KA : Une importante part de la création va se faire au château ?
DM : Oui, nous allons avoir trois semaines de répétitions sur place. Ce qui est touchant de surcroît c’est que c’est une forme qui se rapproche du théâtre de tréteaux avec une grande proximité avec le public.
KA : Ce qu’il faut préciser c’est que cette transposition dans les années 50 n’est pas de l’ordre du gadget mais vraiment une manière de vous approprier le propos…
SJ : Oui, et nous avons monté il y a très peu de temps Jackie de Elfriede Jelinek sur l’icône Jackie Kennedy qui fait référence dans son texte à Sylvia Plath, à plein de femmes des années 50, 60, qui étaient aussi aux prises avec ce carcan de l’image, du vêtement, des apparences et je pense que ce n’est pas que québécois mais plus large… Et il est vrai aussi que d’un projet à l’autre, il y a des contaminations ou des inspirations et d’ailleurs, l’actrice qui jouait Jackie va jouer Bélise dans Les Femmes Savantes.
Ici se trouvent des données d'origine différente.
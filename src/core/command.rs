//! Command registry: named actions dispatched by id.
//!
//! Commands are the single indirection point for menus, keybindings, and the
//! palette. Callers hold command ids, never handler references, and treat
//! every execution as potentially asynchronous.

use std::cell::RefCell;
use std::future::Future;
use std::pin::Pin;
use std::rc::{Rc, Weak};

use rustc_hash::FxHashMap;
use serde_json::Value;

use super::event::Key;
use super::keymap::{KeyBinding, KeyLookup, Keymap};

pub type Result<T> = std::result::Result<T, CommandError>;

pub type CommandFuture = Pin<Box<dyn Future<Output = Result<Value>> + 'static>>;

#[derive(Debug)]
pub enum CommandError {
    Duplicate(String),
    Unknown(String),
    Disabled(String),
    Failed { id: String, message: String },
}

impl CommandError {
    pub fn failed(id: impl Into<String>, message: impl std::fmt::Display) -> Self {
        CommandError::Failed {
            id: id.into(),
            message: message.to_string(),
        }
    }
}

impl std::fmt::Display for CommandError {
    fn fmt(&self, f: &mut std::fmt::Formatter<'_>) -> std::fmt::Result {
        match self {
            CommandError::Duplicate(id) => write!(f, "command already registered: {}", id),
            CommandError::Unknown(id) => write!(f, "unknown command: {}", id),
            CommandError::Disabled(id) => write!(f, "command is disabled: {}", id),
            CommandError::Failed { id, message } => {
                write!(f, "command {} failed: {}", id, message)
            }
        }
    }
}

impl std::error::Error for CommandError {}

type ExecuteFn = Box<dyn Fn(Value) -> CommandFuture>;
type TextFn = Box<dyn Fn(&Value) -> String>;
type PredicateFn = Box<dyn Fn(&Value) -> bool>;

/// A command descriptor, built fluently and consumed by
/// [`CommandRegistry::add_command`]. Label and caption accept either fixed
/// strings or closures over the invocation args.
pub struct Command {
    id: String,
    execute: ExecuteFn,
    label: TextFn,
    caption: TextFn,
    is_enabled: PredicateFn,
    is_visible: PredicateFn,
    is_toggled: PredicateFn,
}

impl Command {
    pub fn new(id: impl Into<String>) -> Self {
        let id = id.into();
        let label_id = id.clone();
        Self {
            id,
            execute: Box::new(|_| Box::pin(std::future::ready(Ok(Value::Null)))),
            label: Box::new(move |_| label_id.clone()),
            caption: Box::new(|_| String::new()),
            is_enabled: Box::new(|_| true),
            is_visible: Box::new(|_| true),
            is_toggled: Box::new(|_| false),
        }
    }

    pub fn label(mut self, label: impl Into<String>) -> Self {
        let label = label.into();
        self.label = Box::new(move |_| label.clone());
        self
    }

    pub fn label_fn<F: Fn(&Value) -> String + 'static>(mut self, f: F) -> Self {
        self.label = Box::new(f);
        self
    }

    pub fn caption(mut self, caption: impl Into<String>) -> Self {
        let caption = caption.into();
        self.caption = Box::new(move |_| caption.clone());
        self
    }

    pub fn caption_fn<F: Fn(&Value) -> String + 'static>(mut self, f: F) -> Self {
        self.caption = Box::new(f);
        self
    }

    pub fn is_enabled<F: Fn(&Value) -> bool + 'static>(mut self, f: F) -> Self {
        self.is_enabled = Box::new(f);
        self
    }

    pub fn is_visible<F: Fn(&Value) -> bool + 'static>(mut self, f: F) -> Self {
        self.is_visible = Box::new(f);
        self
    }

    pub fn is_toggled<F: Fn(&Value) -> bool + 'static>(mut self, f: F) -> Self {
        self.is_toggled = Box::new(f);
        self
    }

    /// Handler that completes synchronously.
    pub fn on_execute<F>(mut self, f: F) -> Self
    where
        F: Fn(Value) -> Result<Value> + 'static,
    {
        self.execute = Box::new(move |args| Box::pin(std::future::ready(f(args))));
        self
    }

    /// Handler that suspends at its own await points.
    pub fn on_execute_async<F>(mut self, f: F) -> Self
    where
        F: Fn(Value) -> CommandFuture + 'static,
    {
        self.execute = Box::new(f);
        self
    }

    pub fn id(&self) -> &str {
        &self.id
    }
}

struct RegistryInner {
    commands: FxHashMap<String, Rc<Command>>,
    keymap: Keymap,
}

/// Registry of commands and their keybindings. Interior-mutable so widgets
/// and plugins can share it through the shell without holding locks; the
/// shell is single-threaded and borrows never cross an await point. Clones
/// are handles onto the same registry.
#[derive(Clone)]
pub struct CommandRegistry {
    inner: Rc<RefCell<RegistryInner>>,
}

impl CommandRegistry {
    pub fn new() -> Self {
        Self {
            inner: Rc::new(RefCell::new(RegistryInner {
                commands: FxHashMap::default(),
                keymap: Keymap::new(),
            })),
        }
    }

    /// Registers a command. The returned handle removes the command and any
    /// keybindings referencing it when disposed.
    pub fn add_command(&self, command: Command) -> Result<CommandHandle> {
        let id = command.id.clone();
        let mut inner = self.inner.borrow_mut();
        if inner.commands.contains_key(&id) {
            return Err(CommandError::Duplicate(id));
        }

        tracing::debug!(command = %id, "command registered");
        inner.commands.insert(id.clone(), Rc::new(command));
        Ok(CommandHandle {
            inner: Rc::downgrade(&self.inner),
            id,
        })
    }

    pub fn contains(&self, id: &str) -> bool {
        self.inner.borrow().commands.contains_key(id)
    }

    pub fn len(&self) -> usize {
        self.inner.borrow().commands.len()
    }

    pub fn is_empty(&self) -> bool {
        self.inner.borrow().commands.is_empty()
    }

    /// Registered ids, sorted for stable listings.
    pub fn ids(&self) -> Vec<String> {
        let mut ids: Vec<String> = self.inner.borrow().commands.keys().cloned().collect();
        ids.sort();
        ids
    }

    /// Runs a command. Fails without invoking the handler when the command
    /// is unknown or its `is_enabled` predicate rejects the args. Handler
    /// errors propagate to the caller unlogged; presenting them is the
    /// invoker's job.
    pub async fn execute(&self, id: &str, args: Value) -> Result<Value> {
        let command = { self.inner.borrow().commands.get(id).cloned() };
        let Some(command) = command else {
            return Err(CommandError::Unknown(id.to_string()));
        };
        if !(command.is_enabled)(&args) {
            return Err(CommandError::Disabled(id.to_string()));
        }
        (command.execute)(args).await
    }

    pub fn label(&self, id: &str, args: &Value) -> Option<String> {
        let command = { self.inner.borrow().commands.get(id).cloned() };
        command.map(|c| (c.label)(args))
    }

    pub fn caption(&self, id: &str, args: &Value) -> Option<String> {
        let command = { self.inner.borrow().commands.get(id).cloned() };
        command.map(|c| (c.caption)(args))
    }

    pub fn is_enabled(&self, id: &str, args: &Value) -> Option<bool> {
        let command = { self.inner.borrow().commands.get(id).cloned() };
        command.map(|c| (c.is_enabled)(args))
    }

    pub fn is_visible(&self, id: &str, args: &Value) -> Option<bool> {
        let command = { self.inner.borrow().commands.get(id).cloned() };
        command.map(|c| (c.is_visible)(args))
    }

    pub fn is_toggled(&self, id: &str, args: &Value) -> Option<bool> {
        let command = { self.inner.borrow().commands.get(id).cloned() };
        command.map(|c| (c.is_toggled)(args))
    }

    /// Adds a keybinding for a command id. Binding an id before its command
    /// is registered is allowed; dispatch will surface `Unknown` if it fires
    /// first. An identical chord and selector replaces the prior binding
    /// (most recently added wins).
    pub fn add_key_binding(&self, binding: KeyBinding) {
        self.inner.borrow_mut().keymap.add(binding);
    }

    pub fn key_bindings(&self) -> Vec<KeyBinding> {
        self.inner.borrow().keymap.bindings().to_vec()
    }

    pub fn lookup_key(&self, keys: &[Key], context: &[String]) -> KeyLookup {
        self.inner.borrow().keymap.lookup(keys, context)
    }
}

impl Default for CommandRegistry {
    fn default() -> Self {
        Self::new()
    }
}

/// Disposable registration handle. Dropping the handle keeps the command;
/// removal is always an explicit `dispose`.
pub struct CommandHandle {
    inner: Weak<RefCell<RegistryInner>>,
    id: String,
}

impl CommandHandle {
    pub fn id(&self) -> &str {
        &self.id
    }

    /// Removes the command and every keybinding referencing it. Returns
    /// false when the command was already gone or the registry was dropped.
    pub fn dispose(&self) -> bool {
        let Some(inner) = self.inner.upgrade() else {
            return false;
        };
        let mut inner = inner.borrow_mut();
        let removed = inner.commands.remove(&self.id).is_some();
        if removed {
            let bindings = inner.keymap.remove_command_bindings(&self.id);
            tracing::debug!(command = %self.id, bindings, "command disposed");
        }
        removed
    }
}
C’est Sylvie Léonard, une très grande star chez nous du cinéma et de la télévision mais qui a beaucoup fait de théâtre avant sa carrière plus médiatique. Et donc, cela part aussi de désirs de rencontres avec des actrices, des acteurs… et au final, des liens un peu souterrains et incongrus en apparence mais qui finissent par se rejoindre. Ce qui est drôle c’est que l’intuition vient et ce sont des moments comme maintenant qui nous permettent de verbaliser et prendre conscience de ces liens qui se nouent.
KA : Toute la distribution est composée de votre compagnie Ubu ?
DM : Oui, plus une comédienne belge, Muriel Legrand, qui a travaillé avec nous dans Le Complexe de Thénardier de José Pliya, une actrice qui m’a bouleversée et que j’ai eu envie de retrouver.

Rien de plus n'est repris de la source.